Nel 2060 avremo esaurito la costa vergine. Non esisterà insomma più baia, insenatura, golfo o cala non cementificata. La previsione, assai fosca, arriva dal Wwf. Qualcuno dirà che gli ambientalisti sono faziosi e in perenne stato di allarme. Benissimo. Secondo l’Istituto Superiore per la Protezione e la Ricerca Ambientale, già oggi il 75,4% della fascia entro 200 metri dalla costa è coperto.

8 KM ALL’ANNO CEMENTIFICATI. Legambiente ha condotto uno studio di mappatura dei litorali per verificarne lo stato di salute: su 3.902 chilometri di coste, circa 2.200 ospitano oggi villette, alberghi, casermoni, impianti turistici con affaccio diretto sul mare. Dal 1985, anno della legge Galasso a tutela dei beni paesaggistici sottoposti a vincolo ambientale, le colate di cemento hanno sommerso quasi 8 chilometri di costa l’anno, cancellando in alcuni casi una flora e una fauna unica al mondo e impattando negativamente sull’ecosistema marino con l’inquinamento.

ALLA CALABRIA LA MAGLIA NERA. Il record negativo spetta alla Calabria, dove le trasformazioni interessano più del 65% del litorale: su un totale di 798 chilometri, sono 523 quelli trasformati da interventi edilizi, il più delle volte illegali. Seguono Lazio, Abruzzo e Liguria con il 63% di coste consumate dalla comparsa di seconde case, impianti turistici e porticcioli.

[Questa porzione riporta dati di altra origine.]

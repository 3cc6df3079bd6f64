use crate::config::{
    BackendKind, ChannelConfig, ConfigError, Configuration, PwmControllerConfig,
};
use log::LevelFilter;

fn config_with(controllers: &str) -> String {
    format!(
        r#"{{ "bus_section": {{ "backend": "simulated", "buses": [0, 1] }},
             "controller_section": {{ "controllers": [{}] }} }}"#,
        controllers
    )
}

fn duty(channel: u8, duty: u16) -> ChannelConfig {
    ChannelConfig { channel, duty: Some(duty), pulse_us: None, invert: false }
}

#[test]
fn empty_document_uses_defaults() {
    let config = Configuration::from_str("{}").unwrap();

    assert_eq!(config.logging.level_filter(), Ok(LevelFilter::Info));
    assert_eq!(config.bus_section.backend, BackendKind::Linux);
    assert_eq!(config.bus_section.buses, vec![0, 1]);
    assert!(config.controller_section.controllers.is_empty());
}

#[test]
fn controller_defaults() {
    let config = Configuration::from_str(&config_with(r#"{ "name": "servos", "bus_id": 1 }"#)).unwrap();
    let controller = &config.controller_section.controllers[0];

    assert_eq!(config.bus_section.backend, BackendKind::Simulated);
    assert_eq!(controller.address, 0x40);
    assert_eq!(controller.frequency_hz, 50.0);
    assert_eq!(controller.external_prescale, 0);
    assert_eq!(controller.oscillator_hz, 25_000_000);
    assert!(controller.totem_pole);
    assert!(controller.channels.is_empty());
}

#[test]
fn example_survives_round_trip() {
    let example = Configuration::example();
    let json = example.to_str(true).unwrap();
    let parsed = Configuration::from_str(&json).unwrap();

    assert_eq!(parsed.controller_section.controllers, example.controller_section.controllers);
    assert_eq!(parsed.logging.level, "info");

    let mut buf = Vec::new();
    example.to_writer(&mut buf, false).unwrap();
    assert!(Configuration::from_reader(buf.as_slice()).is_ok());
}

#[test]
fn channels_parsed() {
    let config = Configuration::from_str(&config_with(
        r#"{ "name": "leds", "bus_id": 0, "address": 65, "channels": [
            { "channel": 0, "duty": 2048 },
            { "channel": 5, "pulse_us": 1500.0, "invert": true }
        ] }"#,
    ))
    .unwrap();
    let channels = &config.controller_section.controllers[0].channels;

    assert_eq!(channels[0], duty(0, 2048));
    assert_eq!(channels[1].pulse_us, Some(1500.0));
    assert!(channels[1].invert);
}

#[test]
fn malformed_json() {
    assert!(matches!(
        Configuration::from_str("{ not json"),
        Err(ConfigError::SerializeError(_))
    ));
    assert!(matches!(
        Configuration::from_str(r#"{ "bus_section": { "backend": "usb", "buses": [1] } }"#),
        Err(ConfigError::SerializeError(_))
    ));
}

#[test]
fn bad_log_level() {
    assert!(matches!(
        Configuration::from_str(r#"{ "logging": { "level": "loud" } }"#),
        Err(ConfigError::InvalidEntry(_))
    ));
}

#[test]
fn bus_list_checked() {
    assert!(matches!(
        Configuration::from_str(r#"{ "bus_section": { "backend": "linux", "buses": [] } }"#),
        Err(ConfigError::MissingEntry(_))
    ));
    assert!(matches!(
        Configuration::from_str(r#"{ "bus_section": { "backend": "linux", "buses": [1, 1] } }"#),
        Err(ConfigError::DuplicateEntry(_))
    ));
}

#[test]
fn controller_checked() {
    let mut controller = PwmControllerConfig::new("pwm", 1, 0x80);
    assert!(matches!(controller.validate(), Err(ConfigError::InvalidEntry(_))));

    controller.address = 0x40;
    assert!(controller.validate().is_ok());

    controller.frequency_hz = 0.0;
    assert!(matches!(controller.validate(), Err(ConfigError::InvalidEntry(_))));
    controller.frequency_hz = 50.0;

    controller.oscillator_hz = 0;
    assert!(matches!(controller.validate(), Err(ConfigError::InvalidEntry(_))));
    controller.oscillator_hz = 25_000_000;

    controller.name = " ".to_string();
    assert!(matches!(controller.validate(), Err(ConfigError::InvalidEntry(_))));
    controller.name = "pwm".to_string();

    controller.channels = vec![duty(3, 100), duty(3, 200)];
    assert!(matches!(controller.validate(), Err(ConfigError::DuplicateEntry(_))));
}

#[test]
fn channel_checked() {
    assert!(matches!(duty(16, 0).validate(), Err(ConfigError::InvalidEntry(_))));
    assert!(matches!(duty(0, 4096).validate(), Err(ConfigError::InvalidEntry(_))));
    assert!(duty(15, 4095).validate().is_ok());

    let both = ChannelConfig { channel: 0, duty: Some(1), pulse_us: Some(1.0), invert: false };
    assert!(matches!(both.validate(), Err(ConfigError::InvalidEntry(_))));

    let neither = ChannelConfig { channel: 0, duty: None, pulse_us: None, invert: false };
    assert!(matches!(neither.validate(), Err(ConfigError::MissingEntry(_))));

    let negative = ChannelConfig { channel: 0, duty: None, pulse_us: Some(-5.0), invert: false };
    assert!(matches!(negative.validate(), Err(ConfigError::InvalidEntry(_))));
}

#[test]
fn controllers_unique() {
    let names = config_with(
        r#"{ "name": "a", "bus_id": 0 }, { "name": "a", "bus_id": 1 }"#,
    );
    assert!(matches!(
        Configuration::from_str(&names),
        Err(ConfigError::DuplicateEntry(_))
    ));

    let devices = config_with(
        r#"{ "name": "a", "bus_id": 1 }, { "name": "b", "bus_id": 1 }"#,
    );
    assert!(matches!(
        Configuration::from_str(&devices),
        Err(ConfigError::DuplicateEntry(_))
    ));

    let distinct = config_with(
        r#"{ "name": "a", "bus_id": 1 }, { "name": "b", "bus_id": 1, "address": 65 }"#,
    );
    assert!(Configuration::from_str(&distinct).is_ok());
}

#[test]
fn controller_bus_must_be_enabled() {
    assert!(matches!(
        Configuration::from_str(&config_with(r#"{ "name": "a", "bus_id": 4 }"#)),
        Err(ConfigError::InvalidEntry(_))
    ));
}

Inquinamento: le bandiere rosse di Goletta verde

In una situazione simile, di forte disinteresse dello Stato, di significative infiltrazioni mafiose e di lobby alle quali è stato concesso di spadroneggiare, non deve stupire se ogni 54 chilometri di costa, la Goletta Verde di Legambiente ha rinvenuto tratti altamente inquinati. La colpa non è sempre dei gestori e non c’è sempre dietro lo zampino della mafia: molte volte l’inquinamento è dovuto, per esempio, all’assenza di depuratori comunali, con conseguente sversamento dei liquami in mare, dove i bagnanti si tuffano.

LE SPIAGGE A RISCHIO. Da Nord a Sud, per Goletta Verde, è un continuo fiorire di “bandiere rosse” che indicano la presenza di acque non a norma (con presenza di enterococchi intestinali > 400 Ufc/100ml e/o escherichia coli > 1000 Ufc/100ml). Spulciando i dati relativi al 2017 si scopre così che in Liguria sarebbe meglio non fare il bagno ad Arma di Taggia, Riva Ligure, Ceriale, Pietra Ligure, Bogliasco e, appunto, a Lavagna. In Toscana, bisognerebbe evitare di stare in ammollo di fronte alle coste di Carrara e di Livorno. Nelle Marche, Pesaro e l’intera zona di San Benedetto del Tronto risultano compromesse.